The Ontario-based company in the figures released today (Thursday) showed that it made US$ 79.6 million from licensing -- a measure of future demand -- up from US$ 61.5 million for the same quarter last year (16%), but below all but one of nine analysts polled by the Reuters news agency.

However, OpenText says it is happy with revenues and profits, and is expecting better results to come in future quarters with the help of two recent acquisitions.

Fiscal 2011 was a strong year for both revenue and profits. With a 30% year-over-year increase in adjusted earnings per share, OpenText delivered strong value to its shareholders… With the addition of leading Business Process Management (BPM) products, OpenText is focused on distributing its integrated product suite to an even larger global market,” said John Shackleton, President and Chief Executive Officer, OpenText.

OpenText Global 360

And here is the real crux of the figures this time around. OpenText, in the past six months, has acquired two companies that it now expects to turn into earnings by the end of the new quarter.

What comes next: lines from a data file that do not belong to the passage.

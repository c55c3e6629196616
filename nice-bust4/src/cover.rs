//! Cover state: motion, position and what to publish.

use log::{debug, trace};

use crate::codes::{status, ControlCommand};
use crate::error::{Bust4Error, Result};

/// Limits assumed until the drive reports its own
pub const DEFAULT_OPEN_LIMIT: u16 = 2048;
pub const DEFAULT_CLOSE_LIMIT: u16 = 0;

/// Drive motion as reported on the bus.
#[derive(Debug, Clone, Copy, PartialEq, Eq, Hash, Default)]
#[cfg_attr(feature = "serde", derive(serde::Serialize, serde::Deserialize))]
pub enum MotionState {
    #[default]
    Idle,
    Opening,
    Closing,
    Stopped,
    Opened,
    Closed,
    PartialOpened,
    /// Maneuver ended by the drive's work timer
    TimedOut,
}

impl MotionState {
    /// Map a status byte from INF_STATUS or STA replies.
    pub fn from_status(code: u8) -> Option<Self> {
        let state = match code {
            status::UNKNOWN | status::SEARCH_DONE => MotionState::Idle,
            status::STOPPED_IDLE | status::STOPPED => MotionState::Stopped,
            status::OPENING | status::WALKY_OPENING => MotionState::Opening,
            status::CLOSING | status::WALKY_CLOSING => MotionState::Closing,
            status::OPENED => MotionState::Opened,
            status::CLOSED => MotionState::Closed,
            status::END_TIME => MotionState::TimedOut,
            status::PART_OPENED => MotionState::PartialOpened,
            _ => return None,
        };
        Some(state)
    }

    pub fn is_moving(self) -> bool {
        matches!(self, MotionState::Opening | MotionState::Closing)
    }
}

/// State exposed to the host cover entity.
#[derive(Debug, Clone, Copy, PartialEq, Eq, Hash)]
#[cfg_attr(feature = "serde", derive(serde::Serialize, serde::Deserialize))]
pub enum PublishedState {
    Open,
    Closed,
    Opening,
    Closing,
    Stopped,
    Partial,
}

/// A published cover snapshot.
#[derive(Debug, Clone, Copy, PartialEq)]
#[cfg_attr(feature = "serde", derive(serde::Serialize, serde::Deserialize))]
pub struct CoverState {
    pub state: PublishedState,
    /// 0.0 closed .. 1.0 open
    pub position: f32,
}

impl CoverState {
    /// Position rounded to whole percent, the resolution changes are
    /// published at
    pub fn percent(&self) -> u8 {
        (self.position.clamp(0.0, 1.0) * 100.0).round() as u8
    }

    fn same_as(&self, other: &CoverState) -> bool {
        self.state == other.state && self.percent() == other.percent()
    }
}

/// Capabilities reported to the host.
#[derive(Debug, Clone, Copy, PartialEq, Eq)]
pub struct CoverTraits {
    pub supports_position: bool,
    pub supports_stop: bool,
    pub supports_toggle: bool,
}

/// A control request from the host.
#[derive(Debug, Clone, Copy, PartialEq, Default)]
pub struct CoverCall {
    pub stop: bool,
    pub toggle: bool,
    pub position: Option<f32>,
}

impl CoverCall {
    pub fn stop() -> Self {
        Self {
            stop: true,
            ..Self::default()
        }
    }

    pub fn position(position: f32) -> Self {
        Self {
            position: Some(position),
            ..Self::default()
        }
    }

    pub fn open() -> Self {
        Self::position(1.0)
    }

    pub fn close() -> Self {
        Self::position(0.0)
    }
}

/// Encoder position and limits.
#[derive(Debug, Clone, Copy, PartialEq)]
pub struct PositionTracker {
    pub current: u16,
    pub open_limit: u16,
    pub close_limit: u16,
    /// Maximum opening the encoder allows
    pub max_opening: u16,
    fraction: f32,
}

impl Default for PositionTracker {
    fn default() -> Self {
        Self {
            current: 0,
            open_limit: DEFAULT_OPEN_LIMIT,
            close_limit: DEFAULT_CLOSE_LIMIT,
            max_opening: 0,
            fraction: 0.0,
        }
    }
}

impl PositionTracker {
    pub fn fraction(&self) -> f32 {
        self.fraction
    }

    pub fn set_fraction(&mut self, fraction: f32) {
        self.fraction = fraction.clamp(0.0, 1.0);
    }

    /// Store a new encoder reading and recompute the fraction.
    ///
    /// The fraction is left alone while the limits are equal.
    pub fn update(&mut self, position: u16) -> f32 {
        self.current = position;
        if let Some(fraction) = self.fraction_of(position) {
            self.fraction = fraction;
        }
        self.fraction
    }

    pub fn fraction_of(&self, position: u16) -> Option<f32> {
        let span = i32::from(self.open_limit) - i32::from(self.close_limit);
        if span == 0 {
            return None;
        }
        let offset = i32::from(position) - i32::from(self.close_limit);
        Some((offset as f32 / span as f32).clamp(0.0, 1.0))
    }

    /// Encoder value for a fraction, if the limits describe a travel range
    pub fn target_for(&self, fraction: f32) -> Option<u16> {
        if self.open_limit <= self.close_limit {
            return None;
        }
        let span = f32::from(self.open_limit - self.close_limit);
        Some((span * fraction + f32::from(self.close_limit)).round() as u16)
    }
}

/// Stop point for a partial-position request
#[derive(Debug, Clone, Copy, PartialEq, Eq)]
pub struct PositionHook {
    pub target: u16,
    pub opening: bool,
}

/// Motion, position and publish bookkeeping for one actuator.
#[derive(Debug, Clone)]
pub struct ActuatorState {
    motion: MotionState,
    tracker: PositionTracker,
    hook: Option<PositionHook>,
    last_published: Option<CoverState>,
    closed_threshold: f32,
}

impl ActuatorState {
    pub fn new(closed_threshold: f32) -> Self {
        Self {
            motion: MotionState::Idle,
            tracker: PositionTracker::default(),
            hook: None,
            last_published: None,
            closed_threshold,
        }
    }

    pub fn motion(&self) -> MotionState {
        self.motion
    }

    pub fn tracker(&self) -> &PositionTracker {
        &self.tracker
    }

    pub fn tracker_mut(&mut self) -> &mut PositionTracker {
        &mut self.tracker
    }

    pub fn hook(&self) -> Option<PositionHook> {
        self.hook
    }

    pub fn last_published(&self) -> Option<CoverState> {
        self.last_published
    }

    /// Apply an interpreted motion state.
    pub fn set_motion(&mut self, motion: MotionState) {
        if motion != self.motion {
            debug!("Motion {:?} -> {:?}", self.motion, motion);
        }
        self.motion = motion;
        match motion {
            MotionState::Opened => self.tracker.set_fraction(1.0),
            MotionState::Closed => self.tracker.set_fraction(0.0),
            _ => {}
        }
        if !motion.is_moving() {
            self.hook = None;
        }
    }

    /// Apply an encoder reading. Returns `true` when a pending position
    /// target was reached and the drive should be stopped.
    pub fn update_position(&mut self, position: u16) -> bool {
        let fraction = self.tracker.update(position);
        trace!("Position {} -> {:.3}", position, fraction);

        let Some(hook) = self.hook else {
            return false;
        };
        let reached = match self.motion {
            MotionState::Opening => hook.opening && position >= hook.target,
            MotionState::Closing => !hook.opening && position <= hook.target,
            _ => false,
        };
        if reached {
            debug!("Target position {} reached at {}", hook.target, position);
            self.hook = None;
        }
        reached
    }

    /// State as it would be published now.
    pub fn current(&self) -> CoverState {
        let mut position = self.tracker.fraction();
        let near_closed = position < self.closed_threshold;
        if near_closed {
            position = 0.0;
        }

        let state = match self.motion {
            MotionState::Opening => PublishedState::Opening,
            MotionState::Closing => PublishedState::Closing,
            _ if near_closed => PublishedState::Closed,
            _ if position >= 1.0 => PublishedState::Open,
            MotionState::PartialOpened => PublishedState::Partial,
            _ => PublishedState::Stopped,
        };
        CoverState { state, position }
    }

    /// Return the current state if it differs from the last published one.
    pub fn publish_if_changed(&mut self) -> Option<CoverState> {
        let current = self.current();
        if let Some(last) = &self.last_published {
            if last.same_as(&current) {
                return None;
            }
        }
        debug!(
            "Publishing {:?} at {}%",
            current.state,
            current.percent()
        );
        self.last_published = Some(current);
        Some(current)
    }

    /// Translate a host request into the command to send, if any.
    pub fn plan(&mut self, call: &CoverCall) -> Result<Option<ControlCommand>> {
        if call.stop {
            self.hook = None;
            return Ok(Some(ControlCommand::Stop));
        }
        if call.toggle {
            return Err(Bust4Error::UnsupportedOperation("toggle"));
        }
        let Some(position) = call.position else {
            return Ok(None);
        };
        if !(0.0..=1.0).contains(&position) {
            return Err(Bust4Error::UnsupportedOperation("position outside 0..1"));
        }

        if position >= 1.0 {
            self.hook = None;
            return Ok((self.motion != MotionState::Opening).then_some(ControlCommand::Open));
        }
        if position <= 0.0 {
            self.hook = None;
            return Ok((self.motion != MotionState::Closing).then_some(ControlCommand::Close));
        }

        let target = self
            .tracker
            .target_for(position)
            .ok_or(Bust4Error::UnsupportedOperation("position without known limits"))?;
        let current = self.tracker.current;
        if target == current {
            return Ok(None);
        }
        let opening = target > current;
        self.hook = Some(PositionHook { target, opening });
        debug!(
            "Moving to {} (target {}, now {})",
            position, target, current
        );
        Ok(Some(if opening {
            ControlCommand::Open
        } else {
            ControlCommand::Close
        }))
    }
}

The problem -- figures wise -- is that, as yet, neither technology have been incorporated into the OpenText portfolio, but once they do, they should start providing the kind of figures that the bean counters will be happy with.

This is particularly true of its most recent acquisition, Global 360, which will beef up its case management abilities.

Open Text paid about US$ 260 million to buy it in July and said at the time that the purchase would  have no impact on its Q4 figures.

But the future importance of this acquisition cannot be overestimated. It should make OpenText a leader in one of the big growth areas in content-related technologies, dynamic case management, or adaptive "adaptive" case management.

At the time of the acquisition, Eugene Roman, Chief Technology Officer, OpenText said:

The major, case-based operations in large organizations are heavily dependent on content and process management, for example, loan processing, complaint management, claims processing and customer on-boarding. All of these solutions can benefit from dynamic case management, which more effectively combines content, processes and collaboration…Dynamic case management is the kind of technology customers are moving to and it ties together the strengths we're building in our ECM and BPM portfolios.

OpenText, Metastorm

OpenText also bought BPM provider Metastorm, which it acquired in March. Metastorm cost OpenText US$ 182 million and closed the deal at the end of March.

It gave OpenText a more substantial new customer base, but looked more like a move to extend the functionality of its ECM.

At the time of the buy Metastorm had been steadily growing its company and products particularly its business management process software, which slipped into last year’s Gartner's "Cool" BPM vendor list.

And this is where CEO John Shackleton is coming from. Ok, so OpenText didn’t meet financial analysts' predictions, but it did report a considerable rise in profits and now has two major acquisitions under its belt, the impact of which we should see over the next six months.